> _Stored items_
=== Begin Enclosure ===

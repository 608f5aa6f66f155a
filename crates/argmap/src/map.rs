//! Insertion-ordered result map produced by a parse pass.

use indexmap::IndexMap;

/// Parsed argument map: canonical name to optional attached value.
///
/// Keys appear in the order they were resolved during the parse pass.
/// Re-inserting an existing key updates its value in place without moving
/// the key (last write wins, position preserved). An absent value (`None`)
/// is distinct from an empty string.
#[derive(Debug, Clone, Default, PartialEq, Eq)]
pub struct ArgvMap {
    entries: IndexMap<String, Option<String>>,
}

impl ArgvMap {
    pub(crate) fn new() -> Self {
        Self::default()
    }

    pub(crate) fn insert(&mut self, name: String, value: Option<String>) {
        self.entries.insert(name, value);
    }

    /// Whether `name` was resolved during the parse.
    pub fn contains(&self, name: &str) -> bool {
        self.entries.contains_key(name)
    }

    /// The entry for `name`: `None` if the name was never resolved,
    /// `Some(None)` if it was resolved without a value.
    pub fn get(&self, name: &str) -> Option<Option<&str>> {
        self.entries.get(name).map(|v| v.as_deref())
    }

    /// The attached value for `name`, if the name resolved with one.
    pub fn value_of(&self, name: &str) -> Option<&str> {
        self.entries.get(name).and_then(|v| v.as_deref())
    }

    /// Entries in insertion order.
    pub fn iter(&self) -> impl Iterator<Item = (&str, Option<&str>)> {
        self.entries.iter().map(|(k, v)| (k.as_str(), v.as_deref()))
    }

    pub fn len(&self) -> usize {
        self.entries.len()
    }

    pub fn is_empty(&self) -> bool {
        self.entries.is_empty()
    }

    /// True when every name in `names` is present.
    pub fn has_all(&self, names: &[&str]) -> bool {
        names.iter().all(|n| self.contains(n))
    }

    /// True when at least one name in `names` is ABSENT.
    ///
    /// Note the inversion: despite the name, this does not test for the
    /// presence of any key. It answers "is something still missing?".
    pub fn has_any(&self, names: &[&str]) -> bool {
        names.iter().any(|n| !self.contains(n))
    }
}
//! Ordered-map argument parsing and command dispatch for small CLIs.
//!
//! Callers register commands and options with async handlers, then hand
//! over a raw argument vector. Parsing is a single left-to-right pass
//! with a lookback of one: each bare token may attach as the value of the
//! most recently matched option or command. The result is an
//! insertion-ordered map from canonical names to optional values, and
//! dispatch walks that map invoking each handler in turn, awaiting one
//! before starting the next.
//!
//! # Example
//!
//! ```no_run
//! use argmap::Cli;
//!
//! #[tokio::main]
//! async fn main() -> Result<(), argmap::Error> {
//!     let cli = Cli::new()
//!         .command("deploy", "Deploy a target", |target, _map| async move {
//!             println!("deploying {}", target.as_deref().unwrap_or("default"));
//!         })
//!         .option(["-v", "--verbose"], "Verbose output", |_, _| async {});
//!
//!     let code = cli.run_env().await?;
//!     std::process::exit(code)
//! }
//! ```
//!
//! Token shapes: `-v` (short), `--verbose` (long), `--out=path` (long with
//! attached value), `-abc` (cluster, expanded to `-a -b -c` before
//! classification), anything else (command or bare value). `=` attachment
//! is recognized for long options only.

mod config;
mod error;
mod help;
mod map;
mod parser;
mod registry;

use std::future::Future;

use futures_util::FutureExt;

pub use config::{Config, OnUnrecognized};
pub use error::{Error, Result};
pub use map::ArgvMap;
pub use registry::{Aliases, Entry, EntryKind, Registry};

use registry::Handler;

/// Process exit status produced by [`Cli::run_with`] callbacks.
pub type ExitCode = i32;

/// The parser/dispatcher: a registry of commands and options plus the
/// configuration that governs classification.
///
/// Registration is fluent; the registry is immutable once parsing starts.
pub struct Cli {
    registry: Registry,
    config: Config,
}

impl Default for Cli {
    fn default() -> Self {
        Self::new()
    }
}

impl Cli {
    pub fn new() -> Self {
        Self::with_config(Config::default())
    }

    pub fn with_config(config: Config) -> Self {
        Self {
            registry: Registry::new(),
            config,
        }
    }

    /// Register a command. `names` is a single spelling or a list of
    /// aliases; the longest alias becomes the canonical map key.
    pub fn command<N, F, Fut>(mut self, names: N, description: &str, action: F) -> Self
    where
        N: Aliases,
        F: Fn(Option<String>, ArgvMap) -> Fut + Send + Sync + 'static,
        Fut: Future<Output = ()> + Send + 'static,
    {
        let aliases = names.into_aliases();
        if aliases.is_empty() {
            tracing::warn!("ignoring command registration with no names");
            return self;
        }
        let handler = Handler::Action(Box::new(move |value, map| action(value, map).boxed()));
        self.registry
            .add_command(Entry::command(aliases, description.to_string(), handler));
        self
    }

    /// Register an option. Bare names are normalized to option syntax
    /// (`v` becomes `-v`, `verbose` becomes `--verbose`); the shortest
    /// alias becomes the canonical map key.
    pub fn option<N, F, Fut>(mut self, names: N, description: &str, action: F) -> Self
    where
        N: Aliases,
        F: Fn(Option<String>, ArgvMap) -> Fut + Send + Sync + 'static,
        Fut: Future<Output = ()> + Send + 'static,
    {
        let aliases = names.into_aliases();
        if aliases.is_empty() {
            tracing::warn!("ignoring option registration with no names");
            return self;
        }
        let handler = Handler::Action(Box::new(move |value, map| action(value, map).boxed()));
        self.registry
            .add_option(Entry::option(aliases, description.to_string(), handler));
        self
    }

    pub fn registry(&self) -> &Registry {
        &self.registry
    }

    /// The rendered help listing (or the configured static override).
    pub fn help_text(&self) -> String {
        match &self.config.help_message {
            Some(text) => text.clone(),
            None => help::listing(&self.registry),
        }
    }

    /// Classify `argv` into the ordered name-to-value map without
    /// dispatching. Unrecognized tokens go through the configured policy.
    pub fn parse<I, S>(&self, argv: I) -> Result<ArgvMap>
    where
        I: IntoIterator<Item = S>,
        S: Into<String>,
    {
        let argv: Vec<String> = argv.into_iter().map(Into::into).collect();
        parser::classify(&self.registry, &self.config, argv)
    }

    /// [`parse`](Self::parse) over the live process argument vector,
    /// minus the program name.
    pub fn parse_env(&self) -> Result<ArgvMap> {
        self.parse(std::env::args().skip(1))
    }

    /// Parse, then dispatch every matched entry in map order. Returns
    /// exit code 0 once all handlers have completed.
    pub async fn run<I, S>(&self, argv: I) -> Result<ExitCode>
    where
        I: IntoIterator<Item = S>,
        S: Into<String>,
    {
        let map = self.parse(argv)?;
        self.dispatch(&map).await?;
        Ok(0)
    }

    /// Like [`run`](Self::run), but after dispatch hands the full map to
    /// `callback`, whose result becomes the exit code.
    pub async fn run_with<I, S, F, Fut>(&self, argv: I, callback: F) -> Result<ExitCode>
    where
        I: IntoIterator<Item = S>,
        S: Into<String>,
        F: FnOnce(ArgvMap) -> Fut,
        Fut: Future<Output = ExitCode>,
    {
        let map = self.parse(argv)?;
        self.dispatch(&map).await?;
        Ok(callback(map).await)
    }

    /// [`run`](Self::run) over the live process argument vector, minus
    /// the program name.
    pub async fn run_env(&self) -> Result<ExitCode> {
        self.run(std::env::args().skip(1)).await
    }

    /// Strictly sequential dispatch: each handler's future completes
    /// before the next entry is looked at. Map keys that match neither
    /// list are skipped.
    async fn dispatch(&self, map: &ArgvMap) -> Result<()> {
        tracing::debug!("dispatching {} parsed entries", map.len());
        for (name, value) in map.iter() {
            let entry = if self.registry.is_command(name) {
                self.registry.lookup_command(name)?
            } else if self.registry.is_option(name) {
                self.registry.lookup_option(name)?
            } else {
                continue;
            };
            match entry.handler() {
                Handler::Help => help::show(&self.registry, &self.config, None),
                Handler::Action(action) => action(value.map(str::to_string), map.clone()).await,
            }
        }
        Ok(())
    }
}
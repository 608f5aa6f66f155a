//! Token classification: combo expansion plus the left-to-right pass.
//!
//! The pass keeps exactly one piece of state, the most recently matched
//! entry that has not yet received a value. A bare token attaches to that
//! entry; anything else that fails classification goes to the configured
//! unrecognized-token policy.

use crate::config::{Config, OnUnrecognized};
use crate::error::Error;
use crate::help;
use crate::map::ArgvMap;
use crate::registry::Registry;

/// Long-form option shape (`--name`).
pub(crate) fn is_long_opt(token: &str) -> bool {
    token.starts_with("--")
}

/// Short-form option shape (`-x`, including clustered `-xyz`).
pub(crate) fn is_short_opt(token: &str) -> bool {
    token.starts_with('-') && !is_long_opt(token)
}

/// Expand clustered short flags: `-abc` becomes `-a`, `-b`, `-c`.
///
/// Purely syntactic; the registry is not consulted.
pub(crate) fn expand_combos(argv: Vec<String>) -> Vec<String> {
    argv.into_iter()
        .flat_map(|arg| {
            if is_short_opt(&arg) && arg.chars().count() > 2 {
                arg.chars().skip(1).map(|c| format!("-{c}")).collect()
            } else {
                vec![arg]
            }
        })
        .collect()
}

/// The single classification pass over an already-collected argument
/// vector. Produces the insertion-ordered map; unrecognized tokens are
/// routed to the policy and never recorded.
pub(crate) fn classify(
    registry: &Registry,
    config: &Config,
    argv: Vec<String>,
) -> Result<ArgvMap, Error> {
    let argv = if config.split_combo_opts {
        expand_combos(argv)
    } else {
        argv
    };
    tracing::debug!("classifying {} tokens", argv.len());

    let mut map = ArgvMap::new();
    // Canonical name of the most recent option/command still awaiting a
    // value. Cleared when a value is consumed, left alone when a token is
    // rejected.
    let mut pending: Option<String> = None;

    for arg in &argv {
        if registry.is_option(arg) {
            if is_long_opt(arg) {
                match arg.split_once('=') {
                    Some((name, value)) => {
                        let key = option_key(registry, config, name)?;
                        map.insert(key, Some(value.to_string()));
                        pending = None;
                    }
                    None => {
                        let key = option_key(registry, config, arg)?;
                        map.insert(key.clone(), None);
                        pending = Some(key);
                    }
                }
            } else {
                // Short form records the literal token, never a converted
                // spelling, and never participates in `=` splitting.
                map.insert(arg.clone(), None);
                pending = Some(arg.clone());
            }
        } else if registry.is_command(arg) {
            let key = if config.argv_convert {
                registry.lookup_command(arg)?.canonical().to_string()
            } else {
                arg.clone()
            };
            map.insert(key.clone(), None);
            pending = Some(key);
        } else if arg.starts_with('-') || pending.is_none() {
            reject(registry, config, arg);
        } else if let Some(name) = pending.take() {
            map.insert(name, Some(arg.clone()));
        }
    }

    Ok(map)
}

fn option_key(registry: &Registry, config: &Config, name: &str) -> Result<String, Error> {
    if config.argv_convert {
        Ok(registry.lookup_option(name)?.canonical().to_string())
    } else {
        Ok(name.to_string())
    }
}

fn reject(registry: &Registry, config: &Config, token: &str) {
    match &config.on_unrecognized {
        OnUnrecognized::Exit => {
            let message = if token.starts_with('-') {
                format!("Unrecognized option \"{token}\"")
            } else {
                format!("Unrecognized command \"{token}\"")
            };
            help::show(registry, config, Some(&message));
            std::process::exit(1);
        }
        OnUnrecognized::Handler(callback) => callback(token),
    }
}

#[cfg(test)]
mod tests {
    use super::*;

    fn argv(tokens: &[&str]) -> Vec<String> {
        tokens.iter().map(|t| t.to_string()).collect()
    }

    #[test]
    fn short_and_long_shapes() {
        assert!(is_short_opt("-v"));
        assert!(is_short_opt("-abc"));
        assert!(!is_short_opt("--verbose"));
        assert!(is_long_opt("--verbose"));
        assert!(!is_long_opt("-v"));
        assert!(!is_short_opt("verbose"));
    }

    #[test]
    fn clusters_expand_per_character() {
        assert_eq!(
            expand_combos(argv(&["-abc", "in.txt"])),
            argv(&["-a", "-b", "-c", "in.txt"])
        );
    }

    #[test]
    fn expansion_leaves_plain_tokens_alone() {
        assert_eq!(
            expand_combos(argv(&["-a", "--long", "-", "value"])),
            argv(&["-a", "--long", "-", "value"])
        );
    }

    #[test]
    fn expansion_is_idempotent() {
        let once = expand_combos(argv(&["-xyz"]));
        assert_eq!(expand_combos(once.clone()), once);
    }

    #[test]
    fn expansion_does_not_consult_registration() {
        // Any 2+ character short-shaped token splits, registered or not.
        assert_eq!(expand_combos(argv(&["-zq"])), argv(&["-z", "-q"]));
    }
}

=== End Enclosure ===

> _What you need to do_
Give only the number of lines in the entries above that contain the string "options".

> _Output of the task_
3